#### [Exercise objective]
Collect each line of the entries that holds the string "settings".
Records provided section start
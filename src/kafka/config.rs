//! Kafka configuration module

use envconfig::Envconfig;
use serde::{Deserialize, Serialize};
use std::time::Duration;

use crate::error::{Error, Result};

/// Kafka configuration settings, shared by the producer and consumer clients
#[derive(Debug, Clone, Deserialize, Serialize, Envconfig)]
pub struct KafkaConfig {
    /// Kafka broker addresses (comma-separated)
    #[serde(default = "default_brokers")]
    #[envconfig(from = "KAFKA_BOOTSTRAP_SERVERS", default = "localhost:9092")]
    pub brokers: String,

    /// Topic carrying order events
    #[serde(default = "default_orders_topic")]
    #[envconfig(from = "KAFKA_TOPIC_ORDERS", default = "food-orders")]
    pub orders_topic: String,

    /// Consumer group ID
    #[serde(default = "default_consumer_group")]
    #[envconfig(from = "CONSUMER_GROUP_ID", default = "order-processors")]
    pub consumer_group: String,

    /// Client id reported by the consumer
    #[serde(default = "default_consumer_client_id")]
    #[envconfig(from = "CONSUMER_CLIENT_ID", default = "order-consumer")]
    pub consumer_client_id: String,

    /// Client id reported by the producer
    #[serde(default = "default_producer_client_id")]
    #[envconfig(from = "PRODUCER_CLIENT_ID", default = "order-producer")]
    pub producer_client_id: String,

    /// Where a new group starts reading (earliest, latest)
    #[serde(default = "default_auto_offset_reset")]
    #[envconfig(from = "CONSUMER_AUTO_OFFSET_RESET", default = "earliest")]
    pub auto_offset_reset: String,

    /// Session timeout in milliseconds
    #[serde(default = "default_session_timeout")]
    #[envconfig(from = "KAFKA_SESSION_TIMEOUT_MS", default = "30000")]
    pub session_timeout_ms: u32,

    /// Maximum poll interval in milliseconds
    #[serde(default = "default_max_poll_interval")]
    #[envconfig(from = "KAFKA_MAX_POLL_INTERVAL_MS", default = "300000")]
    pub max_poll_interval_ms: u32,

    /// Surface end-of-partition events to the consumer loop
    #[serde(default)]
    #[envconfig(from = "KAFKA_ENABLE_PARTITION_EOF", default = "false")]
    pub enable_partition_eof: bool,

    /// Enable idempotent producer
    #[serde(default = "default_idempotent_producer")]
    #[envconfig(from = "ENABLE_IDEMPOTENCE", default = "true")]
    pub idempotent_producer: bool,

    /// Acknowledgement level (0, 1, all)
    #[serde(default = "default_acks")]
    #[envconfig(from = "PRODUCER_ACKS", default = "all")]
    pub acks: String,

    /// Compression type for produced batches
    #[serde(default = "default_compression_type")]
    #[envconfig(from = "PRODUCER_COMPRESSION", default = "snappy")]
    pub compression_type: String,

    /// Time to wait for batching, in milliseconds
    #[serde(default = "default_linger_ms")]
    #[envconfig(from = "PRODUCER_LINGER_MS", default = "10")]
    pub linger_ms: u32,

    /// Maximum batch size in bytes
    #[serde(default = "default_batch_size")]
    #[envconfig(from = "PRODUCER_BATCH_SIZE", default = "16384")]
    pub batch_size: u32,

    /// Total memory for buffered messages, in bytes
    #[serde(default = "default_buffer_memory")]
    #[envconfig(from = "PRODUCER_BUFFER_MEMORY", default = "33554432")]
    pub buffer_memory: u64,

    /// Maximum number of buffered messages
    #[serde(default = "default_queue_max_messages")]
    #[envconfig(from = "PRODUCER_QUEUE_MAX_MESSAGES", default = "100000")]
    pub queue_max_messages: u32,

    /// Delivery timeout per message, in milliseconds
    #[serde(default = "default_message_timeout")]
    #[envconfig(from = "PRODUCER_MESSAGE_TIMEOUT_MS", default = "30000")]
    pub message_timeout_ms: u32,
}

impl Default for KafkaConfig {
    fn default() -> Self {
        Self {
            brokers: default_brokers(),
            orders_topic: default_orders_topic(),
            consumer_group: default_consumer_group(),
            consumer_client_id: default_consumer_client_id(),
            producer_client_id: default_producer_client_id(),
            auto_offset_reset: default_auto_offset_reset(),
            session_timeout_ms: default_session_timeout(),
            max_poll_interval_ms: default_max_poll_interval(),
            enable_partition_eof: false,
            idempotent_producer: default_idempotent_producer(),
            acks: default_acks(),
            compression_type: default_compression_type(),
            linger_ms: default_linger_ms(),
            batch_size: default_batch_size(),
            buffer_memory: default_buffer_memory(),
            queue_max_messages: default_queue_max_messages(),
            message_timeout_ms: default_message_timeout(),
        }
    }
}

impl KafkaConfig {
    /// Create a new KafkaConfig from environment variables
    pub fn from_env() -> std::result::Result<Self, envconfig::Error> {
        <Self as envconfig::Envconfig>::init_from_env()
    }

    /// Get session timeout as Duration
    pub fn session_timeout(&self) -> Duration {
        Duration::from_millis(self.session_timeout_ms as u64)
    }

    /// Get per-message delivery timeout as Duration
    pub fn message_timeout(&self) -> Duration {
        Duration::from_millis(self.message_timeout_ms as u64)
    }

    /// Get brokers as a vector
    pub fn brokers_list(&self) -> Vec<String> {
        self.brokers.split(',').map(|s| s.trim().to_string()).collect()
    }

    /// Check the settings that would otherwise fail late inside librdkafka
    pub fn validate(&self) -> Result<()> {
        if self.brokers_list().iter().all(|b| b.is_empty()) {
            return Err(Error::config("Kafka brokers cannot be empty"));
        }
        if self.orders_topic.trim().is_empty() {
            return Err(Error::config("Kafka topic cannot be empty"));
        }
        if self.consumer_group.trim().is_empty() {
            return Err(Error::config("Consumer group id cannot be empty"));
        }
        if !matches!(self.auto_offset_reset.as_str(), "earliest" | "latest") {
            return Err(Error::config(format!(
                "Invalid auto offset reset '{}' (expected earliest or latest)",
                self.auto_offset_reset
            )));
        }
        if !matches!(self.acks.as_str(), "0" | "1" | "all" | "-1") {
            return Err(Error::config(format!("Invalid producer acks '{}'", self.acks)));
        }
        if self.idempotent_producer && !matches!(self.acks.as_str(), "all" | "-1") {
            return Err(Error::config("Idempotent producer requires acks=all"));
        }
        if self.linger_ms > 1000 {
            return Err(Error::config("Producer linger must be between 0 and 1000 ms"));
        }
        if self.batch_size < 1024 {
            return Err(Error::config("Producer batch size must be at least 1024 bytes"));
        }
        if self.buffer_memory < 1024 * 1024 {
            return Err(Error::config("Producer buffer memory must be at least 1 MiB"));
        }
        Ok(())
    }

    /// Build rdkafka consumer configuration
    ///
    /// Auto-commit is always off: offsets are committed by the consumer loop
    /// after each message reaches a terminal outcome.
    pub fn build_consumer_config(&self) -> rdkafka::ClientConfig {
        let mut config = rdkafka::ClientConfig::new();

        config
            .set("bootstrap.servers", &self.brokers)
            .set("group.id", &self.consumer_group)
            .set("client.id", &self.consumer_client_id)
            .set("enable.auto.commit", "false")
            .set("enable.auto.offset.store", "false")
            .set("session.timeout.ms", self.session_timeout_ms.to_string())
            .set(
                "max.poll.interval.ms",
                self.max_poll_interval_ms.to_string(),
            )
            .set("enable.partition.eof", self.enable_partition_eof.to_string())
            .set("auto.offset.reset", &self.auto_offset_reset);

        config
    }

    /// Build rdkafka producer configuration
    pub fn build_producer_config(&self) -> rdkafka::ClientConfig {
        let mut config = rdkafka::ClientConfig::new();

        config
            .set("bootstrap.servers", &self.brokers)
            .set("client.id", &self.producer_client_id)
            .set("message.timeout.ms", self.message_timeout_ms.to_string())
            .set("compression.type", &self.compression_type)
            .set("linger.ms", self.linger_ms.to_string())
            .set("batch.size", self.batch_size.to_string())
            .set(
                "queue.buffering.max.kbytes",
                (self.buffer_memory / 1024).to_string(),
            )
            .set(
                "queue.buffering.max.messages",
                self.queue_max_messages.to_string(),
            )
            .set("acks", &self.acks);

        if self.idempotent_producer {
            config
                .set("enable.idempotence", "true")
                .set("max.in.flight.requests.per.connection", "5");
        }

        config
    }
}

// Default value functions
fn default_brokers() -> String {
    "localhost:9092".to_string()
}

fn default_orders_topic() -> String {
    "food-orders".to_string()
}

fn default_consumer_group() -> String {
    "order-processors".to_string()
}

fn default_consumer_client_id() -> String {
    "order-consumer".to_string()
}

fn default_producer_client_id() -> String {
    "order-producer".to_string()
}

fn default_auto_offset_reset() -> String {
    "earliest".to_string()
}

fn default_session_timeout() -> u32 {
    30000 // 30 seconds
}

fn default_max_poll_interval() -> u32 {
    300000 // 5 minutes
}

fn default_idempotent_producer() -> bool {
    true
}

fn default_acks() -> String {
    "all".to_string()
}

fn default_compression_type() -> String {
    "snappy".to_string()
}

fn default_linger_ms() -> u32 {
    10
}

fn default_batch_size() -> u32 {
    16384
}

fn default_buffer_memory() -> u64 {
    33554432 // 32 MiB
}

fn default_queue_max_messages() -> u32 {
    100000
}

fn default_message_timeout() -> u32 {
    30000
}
Records provided section end
#### [Solution for this task]
/// Kafka configuration settings, shared by the producer and consumer clients
    /// Check the settings that would otherwise fail late inside librdkafka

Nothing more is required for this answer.